The RG, which constituted 11 people (including 4 SARPN staff members), was carefully selected to include, private sector, UNDP and CSO representatives in South Africa.

SOME REFLECTIONS FROM THE GROUP MEMBERS

  1. Case for private sector's role in MDGs: can or should they play a role?

    There is a clear case for private sector involvement to support the goals of MDGs. C. K. Prahalad's book titled " The Fortune and the Bottom of the Pyramid" provides a good basis on the case for private sector involvement in MDGs. However, the interesting angle suggested by Prahalad is that probably the best way of dealing with poverty is to look at business practices and strategies and how these in themselves could really deal with poverty reduction in a much more systematic and non-patronising way.

    Some examples of private sector involvement would fall under the following aspects:

    Philanthropy
    Big business may donate capital to launch projects such as construction of a physical facility, or may also commit regular consignments of consumables such as food, medicines, books, etc.

    Public-private partnership
    This denotes more risk sharing. Private sector may enter into formal arrangements where the private partner accelerates investment into urgently needed infrastructure or facilities, with provision for the private partner to recoup a return from government over time. The government compensates the private partner via pay-backs in tranches, cession of revenues related to the provided infrastructure, or delayed transfer of the infrastructure to government after a concession period in favour of the private partner.

    Operation and Maintenance
    Oftentimes government finds sufficient capital through savings, tariff collections, division of national revenue, etc, and manages to construct an asset. However for the maintenance of that asset over time, government often do not possess the specialized skills necessary or else do not make enough budgetary provisions to meet operational and maintenance costs. In this instance private sector providers are well-placed to take over operation and maintenance of assets on behalf of government. In this way they assist government in meeting environmental efficiencies, cost efficiencies, etc.

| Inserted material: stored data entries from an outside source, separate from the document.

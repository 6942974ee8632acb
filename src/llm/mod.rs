//! Language-model integration layer.
//!
//! This module owns everything between an interaction request and the stream
//! of response frames sent back to the peer:
//!
//! - [`openai`]: OpenAI-compatible chat-completions client with SSE streaming
//! - [`sse`]: SSE wire decoding shared by streaming clients
//! - [`prompt`]: prompt assembly (persona, personalized context, transcript)
//! - [`engine`]: the streaming response engine driving one generation cycle
//!
//! The [`ChatApi`] trait is the seam between the engine and a concrete model
//! backend, so the engine can be exercised against scripted streams in tests.

use async_trait::async_trait;
use futures::stream::BoxStream;
use serde::{Deserialize, Serialize};
use thiserror::Error;

pub mod engine;
pub mod openai;
pub mod prompt;
pub mod sse;

pub use engine::ResponseEngine;
pub use openai::OpenAiChatClient;

// =============================================================================
// Error Types
// =============================================================================

/// Errors that can occur while talking to a model backend.
#[derive(Debug, Error)]
pub enum LlmError {
    /// The HTTP request itself failed (connect, TLS, timeout)
    #[error("request failed: {0}")]
    Request(String),

    /// The backend answered with a non-success status
    #[error("backend returned HTTP {status}: {message}")]
    Api { status: u16, message: String },

    /// A streamed payload could not be decoded
    #[error("failed to decode stream payload: {0}")]
    Decode(String),

    /// The stream was interrupted mid-generation
    #[error("stream interrupted: {0}")]
    Stream(String),
}

// =============================================================================
// Chat Types
// =============================================================================

/// Message role in a model conversation.
#[derive(Debug, Clone, Copy, PartialEq, Eq, Serialize, Deserialize)]
#[serde(rename_all = "lowercase")]
pub enum Role {
    System,
    User,
    Assistant,
    Tool,
}

/// A fully assembled tool call extracted from model output.
#[derive(Debug, Clone, PartialEq, Serialize, Deserialize)]
pub struct ToolCallRecord {
    pub id: String,
    #[serde(rename = "type")]
    pub kind: String,
    pub function: FunctionCall,
}

/// The function portion of a tool call: name plus the raw argument string.
#[derive(Debug, Clone, PartialEq, Serialize, Deserialize)]
pub struct FunctionCall {
    pub name: String,
    pub arguments: String,
}

/// One message in the conversation sent to the model.
#[derive(Debug, Clone, PartialEq, Serialize, Deserialize)]
pub struct ChatMessage {
    pub role: Role,
    pub content: String,
    /// Tool calls carried by an assistant message.
    #[serde(skip_serializing_if = "Option::is_none", default)]
    pub tool_calls: Option<Vec<ToolCallRecord>>,
    /// The call this tool-role message answers.
    #[serde(skip_serializing_if = "Option::is_none", default)]
    pub tool_call_id: Option<String>,
    /// Tool name on a tool-role message.
    #[serde(skip_serializing_if = "Option::is_none", default)]
    pub name: Option<String>,
}

impl ChatMessage {
    pub fn system(content: impl Into<String>) -> Self {
        Self::plain(Role::System, content)
    }

    pub fn user(content: impl Into<String>) -> Self {
        Self::plain(Role::User, content)
    }

    pub fn assistant(content: impl Into<String>) -> Self {
        Self::plain(Role::Assistant, content)
    }

    /// Assistant message carrying the tool calls accumulated from a stream.
    pub fn assistant_with_tool_calls(
        content: impl Into<String>,
        tool_calls: Vec<ToolCallRecord>,
    ) -> Self {
        Self {
            tool_calls: Some(tool_calls),
            ..Self::plain(Role::Assistant, content)
        }
    }

    /// Tool-role message answering one tool call.
    pub fn tool_result(
        call_id: impl Into<String>,
        name: impl Into<String>,
        content: impl Into<String>,
    ) -> Self {
        Self {
            tool_call_id: Some(call_id.into()),
            name: Some(name.into()),
            ..Self::plain(Role::Tool, content)
        }
    }

    fn plain(role: Role, content: impl Into<String>) -> Self {
        Self {
            role,
            content: content.into(),
            tool_calls: None,
            tool_call_id: None,
            name: None,
        }
    }
}

/// One chat request to a model backend.
#[derive(Debug, Clone, Default)]
pub struct ChatRequest {
    pub messages: Vec<ChatMessage>,
    /// Tool schemas offered to the model; empty means no tool calling.
    pub tools: Vec<serde_json::Value>,
    pub temperature: Option<f32>,
}

// =============================================================================
// Streamed Events
// =============================================================================

/// One incremental event from a streaming generation.
#[derive(Debug, Clone, PartialEq)]
pub enum StreamEvent {
    /// A fragment of assistant text.
    TextDelta(String),
    /// A fragment of a tool call. Name and arguments both arrive
    /// incrementally and are accumulated by index.
    ToolCallDelta {
        index: usize,
        id: Option<String>,
        name: Option<String>,
        arguments: Option<String>,
    },
    /// The stream finished.
    Done { finish_reason: Option<String> },
}

/// A pinned, boxed stream of model events.
pub type EventStream = BoxStream<'static, Result<StreamEvent, LlmError>>;

/// The seam between the response engine and a concrete model backend.
#[async_trait]
pub trait ChatApi: Send + Sync {
    /// Start one streaming generation.
    async fn chat_stream(&self, request: ChatRequest) -> Result<EventStream, LlmError>;
}

// =============================================================================
// Response Frames
// =============================================================================

/// The universal streaming unit relayed to the peer: zero or more
/// non-complete frames followed by exactly one complete frame per response id.
#[derive(Debug, Clone, PartialEq, Serialize, Deserialize)]
pub struct ResponseFrame {
    pub response_id: u64,
    pub content: String,
    pub content_complete: bool,
    pub end_call: bool,
}

impl ResponseFrame {
    /// A non-terminal text fragment.
    pub fn delta(response_id: u64, content: impl Into<String>) -> Self {
        Self {
            response_id,
            content: content.into(),
            content_complete: false,
            end_call: false,
        }
    }

    /// The empty terminal frame signalling end of turn.
    pub fn finished(response_id: u64) -> Self {
        Self {
            response_id,
            content: String::new(),
            content_complete: true,
            end_call: false,
        }
    }

    /// A terminal frame carrying text (greetings, apologies).
    pub fn terminal(response_id: u64, content: impl Into<String>) -> Self {
        Self {
            response_id,
            content: content.into(),
            content_complete: true,
            end_call: false,
        }
    }
}
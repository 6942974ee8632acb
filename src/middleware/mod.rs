//! HTTP middleware.

mod connection_limit;

pub use connection_limit::{ClientIp, connection_limit_middleware};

    Improvement of ability of government to qualify for loan finance
    Sometimes the only challenge for government, particularly municipalities providing tariff-based services, is to improve its balance sheet to make it more possible to borrow from the capital markets. Private sector can offer management and administrative expertise to establish and/or improve collection systems for revenues that are owed to a municipality. Improved revenue streams dramatically improve a municipalities' credit worthiness and ultimately opens up financing options for the municipality.

    Favourable credit terms
    Private lenders can develop a range of financial instruments that makes borrowing more forgiving for public sector borrowers. In South Africa, the Financial Sector Charter is a useful launch-pad to incite lenders to move down market, take on more risk and service less credit-worthy borrowers.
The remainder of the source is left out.